WHAT IS EXPECTED:
Which lines in the entries below contain the string "zero"? Show each of them in full.

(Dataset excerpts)
───

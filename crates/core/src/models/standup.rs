//! Standup entries, AI-generated summaries and the Slack collection flow.

use chrono::{DateTime, NaiveDate, Utc};
use serde::{Deserialize, Serialize};

use crate::types::{
    SprintId, StandupEntryId, StandupSource, StandupSummaryId, SummaryStatus, TeamId,
    TeamSentiment, UserId,
};

/// One team member's standup update.
#[derive(Debug, Clone, PartialEq, Serialize, Deserialize)]
pub struct StandupEntry {
    pub id: StandupEntryId,
    pub user_id: UserId,
    pub team_id: TeamId,
    #[serde(default)]
    pub yesterday_work: Option<String>,
    #[serde(default)]
    pub today_plan: Option<String>,
    #[serde(default)]
    pub blockers: Option<String>,
    #[serde(default)]
    pub additional_notes: Option<String>,
    pub entry_date: DateTime<Utc>,
    #[serde(default)]
    pub source: StandupSource,
}

impl StandupEntry {
    #[must_use]
    pub fn has_blockers(&self) -> bool {
        is_filled(self.blockers.as_deref())
    }

    /// Both the "yesterday" and "today" sections are filled in.
    #[must_use]
    pub fn is_complete(&self) -> bool {
        is_filled(self.yesterday_work.as_deref()) && is_filled(self.today_plan.as_deref())
    }
}

fn is_filled(field: Option<&str>) -> bool {
    field.is_some_and(|s| !s.trim().is_empty())
}

/// Payload for submitting a standup entry.
#[derive(Debug, Clone, PartialEq, Eq, Serialize, Deserialize)]
pub struct NewStandupEntry {
    pub user_id: UserId,
    #[serde(skip_serializing_if = "Option::is_none")]
    pub yesterday_work: Option<String>,
    #[serde(skip_serializing_if = "Option::is_none")]
    pub today_plan: Option<String>,
    #[serde(skip_serializing_if = "Option::is_none")]
    pub blockers: Option<String>,
    #[serde(skip_serializing_if = "Option::is_none")]
    pub additional_notes: Option<String>,
}

/// Acknowledgement returned after an entry is stored.
#[derive(Debug, Clone, PartialEq, Eq, Serialize, Deserialize)]
pub struct StandupEntryCreated {
    pub message: String,
    pub entry_id: StandupEntryId,
    pub team_id: TeamId,
}

/// A blocker called out in a summary.
#[derive(Debug, Clone, Default, PartialEq, Eq, Serialize, Deserialize)]
pub struct BlockerNote {
    #[serde(default)]
    pub description: String,
    #[serde(default)]
    pub owner: Option<String>,
}

/// A follow-up action produced by a summary.
#[derive(Debug, Clone, Default, PartialEq, Eq, Serialize, Deserialize)]
pub struct ActionItem {
    #[serde(default)]
    pub action: String,
    #[serde(default)]
    pub assignee: Option<String>,
}

/// Stored AI-generated daily summary for a team.
#[derive(Debug, Clone, PartialEq, Serialize, Deserialize)]
pub struct StandupSummary {
    pub id: StandupSummaryId,
    pub summary_text: String,
    #[serde(default)]
    pub key_achievements: Vec<String>,
    #[serde(default)]
    pub active_blockers: Vec<BlockerNote>,
    #[serde(default)]
    pub focus_areas: Vec<String>,
    #[serde(default)]
    pub action_items: Vec<ActionItem>,
    pub summary_date: DateTime<Utc>,
    #[serde(default)]
    pub participants_count: u32,
    #[serde(default)]
    pub status: SummaryStatus,
    #[serde(default)]
    pub posted_to_slack: bool,
    #[serde(default)]
    pub sprint_id: Option<SprintId>,
}

/// Request to generate a summary for a team's standup.
#[derive(Debug, Clone, PartialEq, Eq, Serialize, Deserialize)]
pub struct GenerateStandupRequest {
    pub team_id: TeamId,
    #[serde(skip_serializing_if = "Option::is_none")]
    pub date: Option<NaiveDate>,
    pub include_jira_updates: bool,
    /// Post the result to this channel once generated.
    #[serde(skip_serializing_if = "Option::is_none")]
    pub slack_channel_id: Option<String>,
}

/// Result of generating a summary.
#[derive(Debug, Clone, PartialEq, Eq, Serialize, Deserialize)]
pub struct GeneratedStandupSummary {
    #[serde(default)]
    pub message: Option<String>,
    pub summary_id: StandupSummaryId,
    pub summary: String,
    #[serde(default)]
    pub key_achievements: Vec<String>,
    #[serde(default)]
    pub blockers: Vec<BlockerNote>,
    #[serde(default)]
    pub action_items: Vec<ActionItem>,
    #[serde(default)]
    pub team_sentiment: TeamSentiment,
    #[serde(default)]
    pub posted_to_slack: bool,
}

/// A standup update collected from a Slack channel.
#[derive(Debug, Clone, PartialEq, Eq, Serialize, Deserialize)]
pub struct CollectedStandup {
    pub user_name: String,
    pub user_id: String,
    #[serde(default)]
    pub yesterday_work: String,
    #[serde(default)]
    pub today_plan: String,
    #[serde(default)]
    pub blockers: String,
    #[serde(default)]
    pub additional_notes: String,
    #[serde(default)]
    pub timestamp: Option<String>,
}

/// Result of collecting standup messages from Slack.
#[derive(Debug, Clone, PartialEq, Eq, Serialize, Deserialize)]
pub struct SlackCollection {
    pub message: String,
    #[serde(default)]
    pub entries: Vec<CollectedStandup>,
    pub channel_id: String,
}

/// Result of sending a standup reminder.
#[derive(Debug, Clone, PartialEq, Eq, Serialize, Deserialize)]
pub struct ReminderSent {
    pub message: String,
    pub slack_timestamp: String,
    pub channel_id: String,
}

#[cfg(test)]
mod tests {
    use super::*;

    fn entry(yesterday: Option<&str>, today: Option<&str>, blockers: Option<&str>) -> StandupEntry {
        StandupEntry {
            id: StandupEntryId::new(1),
            user_id: UserId::new(1),
            team_id: TeamId::new(1),
            yesterday_work: yesterday.map(String::from),
            today_plan: today.map(String::from),
            blockers: blockers.map(String::from),
            additional_notes: None,
            entry_date: DateTime::<Utc>::UNIX_EPOCH,
            source: StandupSource::Manual,
        }
    }

    #[test]
    fn test_entry_completeness() {
        assert!(entry(Some("API work"), Some("Tests"), None).is_complete());
        assert!(!entry(Some("API work"), Some("   "), None).is_complete());
        assert!(!entry(None, Some("Tests"), None).is_complete());
    }

    #[test]
    fn test_entry_blockers() {
        assert!(entry(None, None, Some("Waiting on design")).has_blockers());
        assert!(!entry(None, None, Some("")).has_blockers());
        assert!(!entry(None, None, None).has_blockers());
    }

    #[test]
    fn test_summary_deserializes_backend_shape() {
        let summary: StandupSummary = serde_json::from_str(
            r#"{
                "id": 1,
                "summary_text": "Team completed payment module.",
                "key_achievements": ["Payment module completed"],
                "active_blockers": [{"description": "Waiting for UX designs", "owner": "Design team"}],
                "focus_areas": ["Cart integration"],
                "action_items": [{"action": "Follow up on UX designs", "assignee": "Scrum Master"}],
                "summary_date": "2024-03-01T09:15:00Z",
                "participants_count": 5,
                "status": "published",
                "posted_to_slack": true
            }"#,
        )
        .expect("deserialize");

        assert_eq!(summary.status, SummaryStatus::Published);
        assert_eq!(summary.active_blockers.len(), 1);
        assert_eq!(
            summary.action_items.first().map(|a| a.action.as_str()),
            Some("Follow up on UX designs")
        );
    }
}
//! Burndown, velocity and dashboard records.

use chrono::NaiveDate;
use serde::{Deserialize, Serialize};

use crate::types::{SprintId, TeamId, VelocityTrend};

/// Remaining work at the end of a sprint day.
#[derive(Debug, Clone, Copy, PartialEq, Serialize, Deserialize)]
pub struct BurndownPoint {
    pub day: u32,
    pub remaining: f64,
}

/// Ideal and actual burndown for one sprint.
#[derive(Debug, Clone, PartialEq, Serialize, Deserialize)]
pub struct BurndownData {
    pub sprint_id: SprintId,
    pub planned_capacity: f64,
    #[serde(default)]
    pub actual_velocity: f64,
    #[serde(default)]
    pub days_remaining: i64,
    #[serde(default)]
    pub ideal_burndown: Vec<BurndownPoint>,
    #[serde(default)]
    pub actual_burndown: Vec<BurndownPoint>,
}

impl BurndownData {
    /// Straight line from `planned_capacity` on day 0 to zero on day `days`.
    ///
    /// Empty when `days` is zero.
    #[must_use]
    pub fn ideal_line(planned_capacity: f64, days: u32) -> Vec<BurndownPoint> {
        if days == 0 {
            return Vec::new();
        }
        let per_day = planned_capacity / f64::from(days);
        (0..=days)
            .map(|day| BurndownPoint {
                day,
                remaining: (planned_capacity - per_day * f64::from(day)).max(0.0),
            })
            .collect()
    }

    /// Most recent actual remaining figure, if any day has been recorded.
    #[must_use]
    pub fn latest_remaining(&self) -> Option<f64> {
        self.actual_burndown.last().map(|p| p.remaining)
    }
}

/// Points and issue count completed in one sprint.
#[derive(Debug, Clone, PartialEq, Serialize, Deserialize)]
pub struct SprintVelocity {
    pub name: String,
    pub points: f64,
    #[serde(default)]
    pub issues: u32,
}

/// Team velocity statistics over recent sprints.
#[derive(Debug, Clone, PartialEq, Serialize, Deserialize)]
pub struct VelocityData {
    pub average_velocity: f64,
    pub max_velocity: f64,
    pub min_velocity: f64,
    pub sprint_count: u32,
    #[serde(default)]
    pub recent_sprints: Vec<SprintVelocity>,
}

/// One series of a chart.
#[derive(Debug, Clone, PartialEq, Serialize, Deserialize)]
pub struct ChartDataset {
    pub label: String,
    #[serde(default)]
    pub data: Vec<f64>,
}

/// Summary figures shown alongside a chart.
///
/// Burndown and velocity charts fill in different subsets.
#[derive(Debug, Clone, Default, PartialEq, Serialize, Deserialize)]
pub struct ChartMetrics {
    #[serde(default)]
    pub total_points: Option<f64>,
    #[serde(default)]
    pub completed_points: Option<f64>,
    #[serde(default)]
    pub completion_percentage: Option<f64>,
    #[serde(default)]
    pub days_remaining: Option<i64>,
    #[serde(default)]
    pub is_on_track: Option<bool>,
    #[serde(default)]
    pub predicted_completion: Option<String>,
    #[serde(default)]
    pub average_velocity: Option<f64>,
    #[serde(default)]
    pub sprint_count: Option<u32>,
    #[serde(default)]
    pub trend: Option<VelocityTrend>,
}

/// Chart-ready labels and series.
#[derive(Debug, Clone, PartialEq, Serialize, Deserialize)]
pub struct ChartData {
    #[serde(default)]
    pub sprint_name: Option<String>,
    #[serde(default)]
    pub labels: Vec<String>,
    #[serde(default)]
    pub datasets: Vec<ChartDataset>,
    #[serde(default)]
    pub metrics: ChartMetrics,
}

impl ChartData {
    /// Dataset with the given label.
    #[must_use]
    pub fn dataset(&self, label: &str) -> Option<&ChartDataset> {
        self.datasets.iter().find(|d| d.label == label)
    }
}

/// `{success, data}` wrapper used by the analytics endpoints.
#[derive(Debug, Clone, PartialEq, Serialize, Deserialize)]
pub struct AnalyticsEnvelope<T> {
    pub success: bool,
    pub data: T,
}

#[derive(Debug, Clone, PartialEq, Serialize, Deserialize)]
pub struct CurrentSprintMetrics {
    pub sprint_name: String,
    pub completion_percentage: f64,
    pub days_remaining: i64,
    pub total_points: f64,
    pub completed_points: f64,
    pub is_on_track: bool,
    pub velocity: f64,
}

#[derive(Debug, Clone, PartialEq, Serialize, Deserialize)]
pub struct VelocitySummary {
    pub average_velocity: f64,
    pub trend: VelocityTrend,
    pub last_sprint_velocity: f64,
}

/// Dashboard overview for a team.
#[derive(Debug, Clone, PartialEq, Serialize, Deserialize)]
pub struct DashboardMetrics {
    pub team_name: String,
    #[serde(default)]
    pub current_sprint: Option<CurrentSprintMetrics>,
    #[serde(default)]
    pub velocity_trend: Option<VelocitySummary>,
}

/// Point-in-time metrics for one sprint.
#[derive(Debug, Clone, PartialEq, Serialize, Deserialize)]
pub struct SprintMetrics {
    pub sprint_id: SprintId,
    pub sprint_name: String,
    pub team_name: String,
    pub start_date: NaiveDate,
    pub end_date: NaiveDate,
    pub total_story_points: f64,
    pub completed_story_points: f64,
    pub remaining_story_points: f64,
    pub velocity: f64,
    pub completion_percentage: f64,
    pub days_remaining: i64,
    #[serde(default)]
    pub predicted_completion_date: Option<NaiveDate>,
    pub is_on_track: bool,
    #[serde(default)]
    pub burndown_points_count: usize,
}

#[derive(Debug, Clone, PartialEq, Eq, Serialize, Deserialize)]
pub struct SprintOverview {
    pub name: String,
    pub team: String,
    pub duration: String,
    /// "In Progress" or "Completed".
    pub status: String,
}

#[derive(Debug, Clone, PartialEq, Serialize, Deserialize)]
pub struct SprintReportPoints {
    pub planned: f64,
    pub completed: f64,
    pub remaining: f64,
    /// Preformatted, e.g. "62.5%".
    pub completion_rate: String,
}

#[derive(Debug, Clone, PartialEq, Serialize, Deserialize)]
pub struct SprintReportVelocity {
    pub current_sprint: f64,
    pub average_last_3_sprints: f64,
}

#[derive(Debug, Clone, PartialEq, Eq, Serialize, Deserialize)]
pub struct SprintTimeline {
    pub days_remaining: i64,
    pub on_track: bool,
    #[serde(default)]
    pub predicted_completion: Option<NaiveDate>,
}

/// Sprint report with generated insights.
#[derive(Debug, Clone, PartialEq, Serialize, Deserialize)]
pub struct SprintReport {
    pub sprint_overview: SprintOverview,
    pub story_points: SprintReportPoints,
    pub velocity: SprintReportVelocity,
    pub timeline: SprintTimeline,
    #[serde(default)]
    pub insights: Vec<String>,
}

/// One finished sprint in a team's velocity history.
#[derive(Debug, Clone, PartialEq, Serialize, Deserialize)]
pub struct VelocityHistoryEntry {
    pub sprint_name: String,
    pub planned_points: f64,
    pub completed_points: f64,
    #[serde(default)]
    pub spillover_points: f64,
    pub velocity: f64,
    pub start_date: NaiveDate,
    pub end_date: NaiveDate,
}

#[derive(Debug, Clone, Default, PartialEq, Serialize, Deserialize)]
pub struct VelocityHistorySummary {
    #[serde(default)]
    pub sprints_analyzed: usize,
    #[serde(default)]
    pub average_velocity: f64,
    /// Percent of planned points completed, averaged over the sprints.
    #[serde(default)]
    pub average_completion_rate: f64,
}

#[derive(Debug, Clone, PartialEq, Serialize, Deserialize)]
pub struct TeamVelocityHistory {
    pub team_id: TeamId,
    pub team_name: String,
    #[serde(default)]
    pub velocity_history: Vec<VelocityHistoryEntry>,
    #[serde(default)]
    pub summary: VelocityHistorySummary,
}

───

ANSWER FOR THIS EXERCISE:
    /// Straight line from `planned_capacity` on day 0 to zero on day `days`.
    /// Empty when `days` is zero.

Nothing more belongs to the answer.